**** Data to examine
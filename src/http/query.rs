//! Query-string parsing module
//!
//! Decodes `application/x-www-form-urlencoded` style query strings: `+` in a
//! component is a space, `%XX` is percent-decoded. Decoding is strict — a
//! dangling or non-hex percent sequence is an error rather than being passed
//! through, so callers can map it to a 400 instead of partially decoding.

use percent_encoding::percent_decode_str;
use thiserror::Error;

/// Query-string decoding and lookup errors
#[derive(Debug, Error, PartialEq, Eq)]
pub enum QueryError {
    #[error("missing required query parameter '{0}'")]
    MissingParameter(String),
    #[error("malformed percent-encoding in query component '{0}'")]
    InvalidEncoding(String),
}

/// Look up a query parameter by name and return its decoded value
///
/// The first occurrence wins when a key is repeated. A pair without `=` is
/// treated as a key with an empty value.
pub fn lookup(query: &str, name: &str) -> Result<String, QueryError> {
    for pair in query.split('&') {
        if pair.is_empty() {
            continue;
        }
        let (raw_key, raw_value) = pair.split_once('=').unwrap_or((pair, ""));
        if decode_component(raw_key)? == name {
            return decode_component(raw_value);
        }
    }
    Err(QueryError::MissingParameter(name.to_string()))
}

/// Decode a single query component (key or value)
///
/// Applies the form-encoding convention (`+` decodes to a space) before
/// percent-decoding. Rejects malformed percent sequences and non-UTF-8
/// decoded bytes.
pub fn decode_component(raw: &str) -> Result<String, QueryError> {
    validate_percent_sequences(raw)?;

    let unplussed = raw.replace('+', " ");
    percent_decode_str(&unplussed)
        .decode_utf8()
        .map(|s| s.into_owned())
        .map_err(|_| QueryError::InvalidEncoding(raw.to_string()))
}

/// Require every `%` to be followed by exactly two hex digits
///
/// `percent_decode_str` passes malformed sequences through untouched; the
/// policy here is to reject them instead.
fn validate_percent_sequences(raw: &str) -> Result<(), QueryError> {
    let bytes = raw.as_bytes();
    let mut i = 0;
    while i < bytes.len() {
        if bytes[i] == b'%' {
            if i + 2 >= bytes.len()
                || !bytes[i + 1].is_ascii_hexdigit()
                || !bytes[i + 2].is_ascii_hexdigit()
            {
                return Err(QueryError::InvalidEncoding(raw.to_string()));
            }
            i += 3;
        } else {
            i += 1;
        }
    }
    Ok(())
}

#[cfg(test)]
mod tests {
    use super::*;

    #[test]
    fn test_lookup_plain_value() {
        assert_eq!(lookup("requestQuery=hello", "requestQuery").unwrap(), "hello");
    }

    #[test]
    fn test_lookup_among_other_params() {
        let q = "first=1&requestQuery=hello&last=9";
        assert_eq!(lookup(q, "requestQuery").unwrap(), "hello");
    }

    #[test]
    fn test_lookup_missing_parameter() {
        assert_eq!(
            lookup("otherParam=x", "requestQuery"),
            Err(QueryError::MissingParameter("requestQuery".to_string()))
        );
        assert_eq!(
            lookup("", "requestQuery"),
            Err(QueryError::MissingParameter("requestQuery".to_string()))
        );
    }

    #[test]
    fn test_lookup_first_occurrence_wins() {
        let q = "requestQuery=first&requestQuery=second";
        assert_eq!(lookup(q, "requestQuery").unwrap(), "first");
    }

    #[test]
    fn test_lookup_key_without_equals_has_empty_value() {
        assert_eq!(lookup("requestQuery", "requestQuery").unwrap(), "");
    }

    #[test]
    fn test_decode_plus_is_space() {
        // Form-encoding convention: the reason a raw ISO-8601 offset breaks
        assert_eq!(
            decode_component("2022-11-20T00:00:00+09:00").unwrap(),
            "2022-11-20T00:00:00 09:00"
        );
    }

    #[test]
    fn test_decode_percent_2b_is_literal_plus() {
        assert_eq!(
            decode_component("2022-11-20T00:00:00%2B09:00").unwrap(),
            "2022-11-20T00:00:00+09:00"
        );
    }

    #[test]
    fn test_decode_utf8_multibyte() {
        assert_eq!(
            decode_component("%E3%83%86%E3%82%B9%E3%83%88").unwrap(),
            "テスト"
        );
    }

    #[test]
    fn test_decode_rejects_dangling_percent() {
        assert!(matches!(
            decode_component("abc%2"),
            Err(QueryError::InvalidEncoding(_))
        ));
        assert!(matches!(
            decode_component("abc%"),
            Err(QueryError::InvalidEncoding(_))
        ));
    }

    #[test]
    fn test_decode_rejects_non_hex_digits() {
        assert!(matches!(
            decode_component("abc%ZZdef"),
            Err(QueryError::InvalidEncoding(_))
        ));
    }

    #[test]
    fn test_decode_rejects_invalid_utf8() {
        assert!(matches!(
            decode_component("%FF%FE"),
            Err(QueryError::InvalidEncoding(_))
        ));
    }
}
********
**** Data to examine
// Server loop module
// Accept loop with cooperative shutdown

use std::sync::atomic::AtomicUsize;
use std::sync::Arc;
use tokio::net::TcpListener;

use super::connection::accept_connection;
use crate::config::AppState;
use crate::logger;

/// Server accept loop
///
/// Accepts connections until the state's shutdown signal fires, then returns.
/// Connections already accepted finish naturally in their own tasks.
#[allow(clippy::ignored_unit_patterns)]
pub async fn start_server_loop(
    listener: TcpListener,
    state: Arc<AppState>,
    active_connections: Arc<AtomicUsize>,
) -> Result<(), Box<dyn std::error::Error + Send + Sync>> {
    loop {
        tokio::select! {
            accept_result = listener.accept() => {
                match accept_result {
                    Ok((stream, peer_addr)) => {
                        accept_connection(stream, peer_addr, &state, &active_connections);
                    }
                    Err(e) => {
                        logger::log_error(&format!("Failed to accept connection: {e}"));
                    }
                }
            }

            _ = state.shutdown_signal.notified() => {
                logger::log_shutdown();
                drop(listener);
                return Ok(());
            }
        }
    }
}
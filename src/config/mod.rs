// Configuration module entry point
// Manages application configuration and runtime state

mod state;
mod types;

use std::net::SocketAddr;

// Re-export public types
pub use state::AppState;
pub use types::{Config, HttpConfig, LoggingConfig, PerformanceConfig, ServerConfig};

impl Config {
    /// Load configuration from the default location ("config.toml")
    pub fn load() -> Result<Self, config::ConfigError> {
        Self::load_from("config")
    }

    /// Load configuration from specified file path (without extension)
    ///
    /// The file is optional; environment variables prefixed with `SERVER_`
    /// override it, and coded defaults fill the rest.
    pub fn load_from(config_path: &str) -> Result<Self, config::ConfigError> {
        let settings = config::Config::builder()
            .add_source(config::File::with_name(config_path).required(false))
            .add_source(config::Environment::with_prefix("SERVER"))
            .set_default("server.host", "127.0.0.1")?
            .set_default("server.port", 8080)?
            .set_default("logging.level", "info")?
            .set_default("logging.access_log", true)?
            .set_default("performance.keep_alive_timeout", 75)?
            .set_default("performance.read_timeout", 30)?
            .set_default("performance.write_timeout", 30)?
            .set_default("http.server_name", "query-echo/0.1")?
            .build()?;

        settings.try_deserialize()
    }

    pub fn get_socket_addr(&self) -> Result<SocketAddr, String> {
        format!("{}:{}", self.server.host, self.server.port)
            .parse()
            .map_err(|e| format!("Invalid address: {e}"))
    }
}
********
Task details: Each line above from the one with "filename src/http/query.rs" up to and including the one with "a space) before" must be set down exactly, and no line outside that span may appear.

Expected answer:
filename src/http/query.rs
//! Query-string parsing module
//!
//! Decodes `application/x-www-form-urlencoded` style query strings: `+` in a
//! component is a space, `%XX` is percent-decoded. Decoding is strict — a
//! dangling or non-hex percent sequence is an error rather than being passed
//! through, so callers can map it to a 400 instead of partially decoding.

use percent_encoding::percent_decode_str;
use thiserror::Error;

/// Query-string decoding and lookup errors
#[derive(Debug, Error, PartialEq, Eq)]
pub enum QueryError {
    #[error("missing required query parameter '{0}'")]
    MissingParameter(String),
    #[error("malformed percent-encoding in query component '{0}'")]
    InvalidEncoding(String),
}

/// Look up a query parameter by name and return its decoded value
///
/// The first occurrence wins when a key is repeated. A pair without `=` is
/// treated as a key with an empty value.
pub fn lookup(query: &str, name: &str) -> Result<String, QueryError> {
    for pair in query.split('&') {
        if pair.is_empty() {
            continue;
        }
        let (raw_key, raw_value) = pair.split_once('=').unwrap_or((pair, ""));
        if decode_component(raw_key)? == name {
            return decode_component(raw_value);
        }
    }
    Err(QueryError::MissingParameter(name.to_string()))
}

/// Decode a single query component (key or value)
///
/// Applies the form-encoding convention (`+` decodes to a space) before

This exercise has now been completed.